The recent special election for the 7th Congressional District seat is the latest example. Two dozen candidates ran for the Democratic nomination and eight candidates ran for the Republican nomination to fill the 7th Congressional seat that was held by Elijah Cummings, who died in October. The candidates who finished on top in the Democratic and Republican primaries won with roughly 43% and 40% of the vote, respectively, in an election with about 20% turnout.
Some may see the number of people running for the same seat as the problem, but it’s not. That kind of thinking is what pressures candidates to drop out — not because they don’t offer unique ideas or perspectives, but because they would “spoil the election” for someone else. Somehow we are OK with blaming people instead of blaming a faulty system that splits votes among like-minded candidates and produces winners who did not draw a majority of voters.
We can do better and the way is with ranked choice voting.
In a ranked choice election, voters rank their preferred candidates in order (first, second, third, and so on). Voters’ first choices are counted and, if a candidate earns a majority, that candidate wins. But if no candidate earns 50% of first-choice votes, then the candidate in last place is eliminated and voters who ranked that candidate as their first choice have their next choice counted in. This continues until a candidate reaches a majority. It’s like an instant runoff without the added cost.
Ranked choice voting ensures that a majority of voters elect a candidate, that all voters have their voices heard, and that no candidate “spoils” the election.
Is this voting method new in Maryland? Not at all. Residents in Takoma Park have been using it for more than a decade and many local, state, and national leaders support ranked choice voting — including U.S. Rep. Jamie Raskin (D-Md.). Maine started using ranked choice voting in congressional elections in 2018. Utah approved a pilot program, running through 2026, that allows cities to opt for ranked choice voting. New York City just voted to adopt ranked choice voting for city elections, starting with the mayoral primary in 2021. Across the country over two dozen jurisdictions use ranked choice voting.
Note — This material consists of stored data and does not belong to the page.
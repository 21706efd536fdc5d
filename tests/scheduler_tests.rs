use std::cell::RefCell;
use std::rc::Rc;

use promissory::{EventLoop, Schedule};

fn log_task(log: &Rc<RefCell<Vec<&'static str>>>, name: &'static str) -> Box<dyn FnOnce()> {
    let log = log.clone();
    Box::new(move || log.borrow_mut().push(name))
}

#[test]
fn microtasks_run_in_fifo_order() {
    let event_loop = EventLoop::new();
    let log = Rc::new(RefCell::new(Vec::new()));

    event_loop.schedule(log_task(&log, "a"));
    event_loop.schedule(log_task(&log, "b"));
    event_loop.schedule(log_task(&log, "c"));

    event_loop.run_until_idle();
    assert_eq!(*log.borrow(), vec!["a", "b", "c"]);
}

#[test]
fn tasks_scheduled_while_draining_run_after_the_queue() {
    let event_loop = EventLoop::new();
    let log = Rc::new(RefCell::new(Vec::new()));

    let nested = log_task(&log, "nested");
    let inner_loop = event_loop.clone();
    let log_clone = log.clone();
    event_loop.schedule(Box::new(move || {
        log_clone.borrow_mut().push("outer");
        inner_loop.schedule(nested);
    }));
    event_loop.schedule(log_task(&log, "queued"));

    event_loop.run_until_idle();
    assert_eq!(*log.borrow(), vec!["outer", "queued", "nested"]);
}

#[test]
fn microtasks_run_before_timers() {
    let event_loop = EventLoop::new();
    let log = Rc::new(RefCell::new(Vec::new()));

    event_loop.schedule_timer(0, log_task(&log, "macro"));
    event_loop.schedule(log_task(&log, "micro"));

    event_loop.run_until_idle();
    assert_eq!(*log.borrow(), vec!["micro", "macro"]);
}

#[test]
fn timers_fire_in_due_time_order() {
    let event_loop = EventLoop::new();
    let log = Rc::new(RefCell::new(Vec::new()));

    event_loop.schedule_timer(20, log_task(&log, "later"));
    event_loop.schedule_timer(5, log_task(&log, "soon"));

    event_loop.run_until_idle();
    assert_eq!(*log.borrow(), vec!["soon", "later"]);
}

#[test]
fn cleared_timers_never_fire() {
    let event_loop = EventLoop::new();
    let log = Rc::new(RefCell::new(Vec::new()));

    let doomed = event_loop.schedule_timer(5, log_task(&log, "doomed"));
    event_loop.schedule_timer(10, log_task(&log, "kept"));
    event_loop.clear_timer(doomed);

    event_loop.run_until_idle();
    assert_eq!(*log.borrow(), vec!["kept"]);
}

#[test]
fn clearing_the_only_timer_empties_the_queue() {
    let event_loop = EventLoop::new();
    let log = Rc::new(RefCell::new(Vec::new()));

    let id = event_loop.schedule_timer(5, log_task(&log, "gone"));
    assert!(event_loop.has_timers());

    event_loop.clear_timer(id);
    assert!(!event_loop.has_timers());

    event_loop.run_until_idle();
    assert!(log.borrow().is_empty());
}

#[test]
fn virtual_clock_advances_to_the_fired_timer() {
    let event_loop = EventLoop::new();
    let log = Rc::new(RefCell::new(Vec::new()));

    event_loop.schedule_timer(20, log_task(&log, "tick"));
    assert_eq!(event_loop.now_ms(), 0);

    event_loop.run_until_idle();
    assert_eq!(event_loop.now_ms(), 20);
    assert_eq!(*log.borrow(), vec!["tick"]);
}

#[test]
fn run_microtasks_leaves_timers_queued() {
    let event_loop = EventLoop::new();
    let log = Rc::new(RefCell::new(Vec::new()));

    event_loop.schedule_timer(5, log_task(&log, "timer"));
    event_loop.schedule(log_task(&log, "micro"));

    event_loop.run_microtasks();
    assert_eq!(*log.borrow(), vec!["micro"]);
    assert!(event_loop.has_timers());

    event_loop.run_until_idle();
    assert_eq!(*log.borrow(), vec!["micro", "timer"]);
}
Ranked choice voting works. It eliminates the spoiler effect and non-majority winners. It gives women and candidates of color a stronger opportunity to run and win. Recent studies show that cities that use RCV have a higher number of women and people of color in elected office compared to 100 of the most populous cities in the U.S. Most importantly, it empowers voters to have the strongest voice by giving them the power to rank instead of limiting them to one candidate.
The General Assembly is now considering an important bill, SB 89, to update our voting methods to include ranked choice voting. Maryland’s voting equipment lease expires in 2021 and Maryland needs to prioritize updating our elections for today’s and future voters. The bill does not mandate that any jurisdiction use ranked choice voting, or any other voting method, but enables local governments to implement election systems that work best for their communities. In Baltimore City, Councilmember Bill Henry has introduced legislation for the city to use either ranked choice voting or open primaries for city elections.
In countless elections at city, county, state, and federal levels we’ve seen non-majority winners, split votes and overlooked voters. We’ve heard voters grumble that there are too many candidates and that having too many choices denies viable candidates the opportunity to lead because voters had to pick the right one. Our response can no longer be to blame individuals instead of outdated systems that don’t reflect the needs of our communities — especially in a state with no women members of Congress and few women in statewide or municipal offices.
It’s time for all Marylanders to have the ability to use a proven voting method that gives voters a stronger voice and better choices. It’s time for ranked choice voting.
— MICHELLE C. WHITTAKER
The writer is an electoral reform and campaign expert. As statewide coordinator for RCV Maryland, she mobilizes advocates in support of local and state legislation to bring ranked choice voting to Maryland elections. She also serves on the board of Represent Women, a national organization working to increase gender parity across all levels of government.